Nothing in the records should differ when they are repeated. Restate them word for word.

═════ Record excerpts

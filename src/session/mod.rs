//! Front-end session handling
//!
//! Drives one agent session asynchronously: hand the socket to the agent,
//! send the command, then report the pty and the exit code as they arrive.

mod proxy;
mod state;

pub use proxy::*;
pub use state::*;
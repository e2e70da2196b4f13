//! Agent accept loop
//!
//! Reads control datagrams and starts one handler thread per transferred
//! session socket. The loop holds no per-session state; handlers share only
//! a clone of the session settings.

use std::io;
use std::os::fd::{AsFd, OwnedFd};
use std::thread::{self, JoinHandle};

use nix::errno::Errno;
use nix::sys::signal::{sigaction, SaFlags, SigAction, SigHandler, SigSet, Signal};
use nix::sys::socket::MsgFlags;
use thiserror::Error;
use tracing::{debug, info, warn};

use super::{SessionHandler, SessionOutcome};
use crate::config::SessionSettings;
use crate::protocol::{recv_datagram, Datagram, MAX_MESSAGE_SIZE};

/// Control payloads are a single sentinel byte; anything larger is junk
const CONTROL_CAPACITY: usize = 64;

/// Errors from the accept loop
#[derive(Debug, Error)]
pub enum DaemonError {
    #[error("Failed to receive on control channel: {0}")]
    Receive(#[source] Errno),

    #[error("Control datagram carried {0} descriptors, expected one")]
    TooManyDescriptors(usize),

    #[error("Control datagram was truncated")]
    Truncated,

    #[error("Failed to start session thread: {0}")]
    ThreadSpawn(#[source] io::Error),
}

impl DaemonError {
    /// Whether the control channel is unusable and the loop must stop
    pub fn is_fatal(&self) -> bool {
        matches!(
            self,
            DaemonError::Receive(Errno::EBADF | Errno::ENOTSOCK | Errno::EINVAL | Errno::EFAULT)
        )
    }
}

/// Why the accept loop stopped
#[derive(Debug, Clone, Copy, PartialEq, Eq)]
pub enum ShutdownReason {
    /// The front-end sent a datagram without descriptors
    Requested,
    /// The front-end closed the control channel
    ChannelClosed,
}

/// What a single control datagram asks for
enum ControlRequest {
    Session(OwnedFd),
    Shutdown(ShutdownReason),
}

/// The agent's accept loop
#[derive(Debug)]
pub struct Daemon {
    control: OwnedFd,
    settings: SessionSettings,
    handlers: Vec<JoinHandle<SessionOutcome>>,
    accepted: u64,
}

impl Daemon {
    /// Create a daemon serving `control`
    pub fn new(control: OwnedFd, settings: SessionSettings) -> Self {
        Self {
            control,
            settings,
            handlers: Vec::new(),
            accepted: 0,
        }
    }

    /// Number of sessions accepted so far
    pub fn accepted(&self) -> u64 {
        self.accepted
    }

    /// Accept sessions until the front-end asks to stop or goes away
    ///
    /// Returning does not affect sessions that are already running; see
    /// [`Daemon::wait_sessions`].
    pub fn run(&mut self) -> Result<ShutdownReason, DaemonError> {
        info!("Agent accepting sessions");
        loop {
            match self.next_request() {
                Ok(ControlRequest::Session(socket)) => {
                    if let Err(e) = self.spawn_handler(socket) {
                        warn!("{}", e);
                    }
                }
                Ok(ControlRequest::Shutdown(reason)) => {
                    info!("Agent stopped accepting sessions: {:?}", reason);
                    return Ok(reason);
                }
                Err(e) if e.is_fatal() => return Err(e),
                Err(e) => warn!("{}", e),
            }
            self.reap_finished();
        }
    }

    /// Block until every session handler has finished
    pub fn wait_sessions(self) -> Vec<SessionOutcome> {
        let count = self.handlers.len();
        if count > 0 {
            info!("Waiting for {} running session(s)", count);
        }
        self.handlers
            .into_iter()
            .filter_map(|handle| handle.join().ok())
            .collect()
    }

    fn next_request(&self) -> Result<ControlRequest, DaemonError> {
        match recv_datagram(self.control.as_fd(), CONTROL_CAPACITY, MsgFlags::empty()) {
            Ok(datagram) => classify(datagram),
            Err(Errno::ECONNRESET) => Ok(ControlRequest::Shutdown(ShutdownReason::ChannelClosed)),
            Err(e) => Err(DaemonError::Receive(e)),
        }
    }

    fn spawn_handler(&mut self, socket: OwnedFd) -> Result<(), DaemonError> {
        self.accepted += 1;
        let handler = SessionHandler::new(socket, self.settings.clone());
        debug!("Accepted session {}", handler.id());

        let handle = thread::Builder::new()
            .name(format!("session-{}", self.accepted))
            .spawn(move || handler.run())
            .map_err(DaemonError::ThreadSpawn)?;
        self.handlers.push(handle);
        Ok(())
    }

    fn reap_finished(&mut self) {
        let (finished, running): (Vec<_>, Vec<_>) = std::mem::take(&mut self.handlers)
            .into_iter()
            .partition(JoinHandle::is_finished);
        self.handlers = running;
        for handle in finished {
            if let Ok(outcome) = handle.join() {
                debug!("Session thread ended: {:?}", outcome);
            }
        }
    }
}

/// Interpret one control datagram
///
/// Descriptors in a rejected datagram are closed when it is dropped.
fn classify(mut datagram: Datagram) -> Result<ControlRequest, DaemonError> {
    if datagram.truncated {
        return Err(DaemonError::Truncated);
    }
    if datagram.is_eof() {
        return Ok(ControlRequest::Shutdown(ShutdownReason::ChannelClosed));
    }
    match datagram.fds.len() {
        0 => Ok(ControlRequest::Shutdown(ShutdownReason::Requested)),
        1 => Ok(ControlRequest::Session(datagram.fds.remove(0))),
        n => Err(DaemonError::TooManyDescriptors(n)),
    }
}

/// Restore default handling of terminal-generated signals
///
/// A shell or container runtime may have started the agent with SIGINT or
/// SIGQUIT ignored, and children would inherit that.
pub fn reset_signal_dispositions() -> nix::Result<()> {
    let default = SigAction::new(SigHandler::SigDfl, SaFlags::empty(), SigSet::empty());
    for signal in [Signal::SIGINT, Signal::SIGQUIT] {
        // SAFETY: installing SIG_DFL does not run any handler code.
        unsafe { sigaction(signal, &default) }?;
    }
    Ok(())
}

══════════

> Result for this task:
filename src/session/mod.rs
//! Front-end session handling
//!
//! Drives one agent session asynchronously: hand the socket to the agent,
//! send the command, then report the pty and the exit code as they arrive.

mod proxy;
mod state;

pub use proxy::*;
pub use state::*;
repository e2e70da2196b4f13
//! Agent accept loop
//!
//! Reads control datagrams and starts one handler thread per transferred
//! session socket. The loop holds no per-session state; handlers share only
//! a clone of the session settings.

use std::io;
use std::os::fd::{AsFd, OwnedFd};
use std::thread::{self, JoinHandle};

use nix::errno::Errno;
use nix::sys::signal::{sigaction, SaFlags, SigAction, SigHandler, SigSet, Signal};
use nix::sys::socket::MsgFlags;
use thiserror::Error;
use tracing::{debug, info, warn};

use super::{SessionHandler, SessionOutcome};
use crate::config::SessionSettings;
use crate::protocol::{recv_datagram, Datagram, MAX_MESSAGE_SIZE};

/// Control payloads are a single sentinel byte; anything larger is junk
const CONTROL_CAPACITY: usize = 64;

/// Errors from the accept loop
#[derive(Debug, Error)]
pub enum DaemonError {
    #[error("Failed to receive on control channel: {0}")]
    Receive(#[source] Errno),

    #[error("Control datagram carried {0} descriptors, expected one")]
    TooManyDescriptors(usize),

    #[error("Control datagram was truncated")]
    Truncated,

    #[error("Failed to start session thread: {0}")]
    ThreadSpawn(#[source] io::Error),
}

impl DaemonError {
    /// Whether the control channel is unusable and the loop must stop
    pub fn is_fatal(&self) -> bool {
        matches!(
            self,
            DaemonError::Receive(Errno::EBADF | Errno::ENOTSOCK | Errno::EINVAL | Errno::EFAULT)
        )
    }
}

/// Why the accept loop stopped
#[derive(Debug, Clone, Copy, PartialEq, Eq)]
pub enum ShutdownReason {
    /// The front-end sent a datagram without descriptors
    Requested,
    /// The front-end closed the control channel
    ChannelClosed,
}

/// What a single control datagram asks for
enum ControlRequest {
    Session(OwnedFd),
    Shutdown(ShutdownReason),
}

/// The agent's accept loop
#[derive(Debug)]
pub struct Daemon {
    control: OwnedFd,
    settings: SessionSettings,
    handlers: Vec<JoinHandle<SessionOutcome>>,
    accepted: u64,
}

impl Daemon {
    /// Create a daemon serving `control`
    pub fn new(control: OwnedFd, settings: SessionSettings) -> Self {
        Self {
            control,
            settings,
            handlers: Vec::new(),
            accepted: 0,
        }
    }

    /// Number of sessions accepted so far
    pub fn accepted(&self) -> u64 {
        self.accepted
    }

    /// Accept sessions until the front-end asks to stop or goes away
    ///
    /// Returning does not affect sessions that are already running; see
    /// [`Daemon::wait_sessions`].
    pub fn run(&mut self) -> Result<ShutdownReason, DaemonError> {
        info!("Agent accepting sessions");
        loop {
            match self.next_request() {
                Ok(ControlRequest::Session(socket)) => {
                    if let Err(e) = self.spawn_handler(socket) {
                        warn!("{}", e);
                    }
                }
                Ok(ControlRequest::Shutdown(reason)) => {
                    info!("Agent stopped accepting sessions: {:?}", reason);
                    return Ok(reason);
                }
                Err(e) if e.is_fatal() => return Err(e),
                Err(e) => warn!("{}", e),
            }
            self.reap_finished();
        }
    }

    /// Block until every session handler has finished
    pub fn wait_sessions(self) -> Vec<SessionOutcome> {
        let count = self.handlers.len();
        if count > 0 {
            info!("Waiting for {} running session(s)", count);
        }
        self.handlers
            .into_iter()
            .filter_map(|handle| handle.join().ok())
            .collect()
    }

    fn next_request(&self) -> Result<ControlRequest, DaemonError> {
        match recv_datagram(self.control.as_fd(), CONTROL_CAPACITY, MsgFlags::empty()) {
            Ok(datagram) => classify(datagram),
            Err(Errno::ECONNRESET) => Ok(ControlRequest::Shutdown(ShutdownReason::ChannelClosed)),
            Err(e) => Err(DaemonError::Receive(e)),
        }
    }

    fn spawn_handler(&mut self, socket: OwnedFd) -> Result<(), DaemonError> {
        self.accepted += 1;
        let handler = SessionHandler::new(socket, self.settings.clone());
        debug!("Accepted session {}", handler.id());

        let handle = thread::Builder::new()
            .name(format!("session-{}", self.accepted))
            .spawn(move || handler.run())
            .map_err(DaemonError::ThreadSpawn)?;
        self.handlers.push(handle);
        Ok(())
    }

    fn reap_finished(&mut self) {
        let (finished, running): (Vec<_>, Vec<_>) = std::mem::take(&mut self.handlers)
            .into_iter()
            .partition(JoinHandle::is_finished);
        self.handlers = running;
        for handle in finished {
            if let Ok(outcome) = handle.join() {
                debug!("Session thread ended: {:?}", outcome);
            }
        }
    }
}

/// Interpret one control datagram
///
/// Descriptors in a rejected datagram are closed when it is dropped.
fn classify(mut datagram: Datagram) -> Result<ControlRequest, DaemonError> {
    if datagram.truncated {
        return Err(DaemonError::Truncated);
    }
    if datagram.is_eof() {
        return Ok(ControlRequest::Shutdown(ShutdownReason::ChannelClosed));
    }
    match datagram.fds.len() {
        0 => Ok(ControlRequest::Shutdown(ShutdownReason::Requested)),
        1 => Ok(ControlRequest::Session(datagram.fds.remove(0))),
        n => Err(DaemonError::TooManyDescriptors(n)),
    }
}

/// Restore default handling of terminal-generated signals
///
/// A shell or container runtime may have started the agent with SIGINT or
/// SIGQUIT ignored, and children would inherit that.
pub fn reset_signal_dispositions() -> nix::Result<()> {
    let default = SigAction::new(SigHandler::SigDfl, SaFlags::empty(), SigSet::empty());
    for signal in [Signal::SIGINT, Signal::SIGQUIT] {
        // SAFETY: installing SIG_DFL does not run any handler code.
        unsafe { sigaction(signal, &default) }?;
    }
    Ok(())
}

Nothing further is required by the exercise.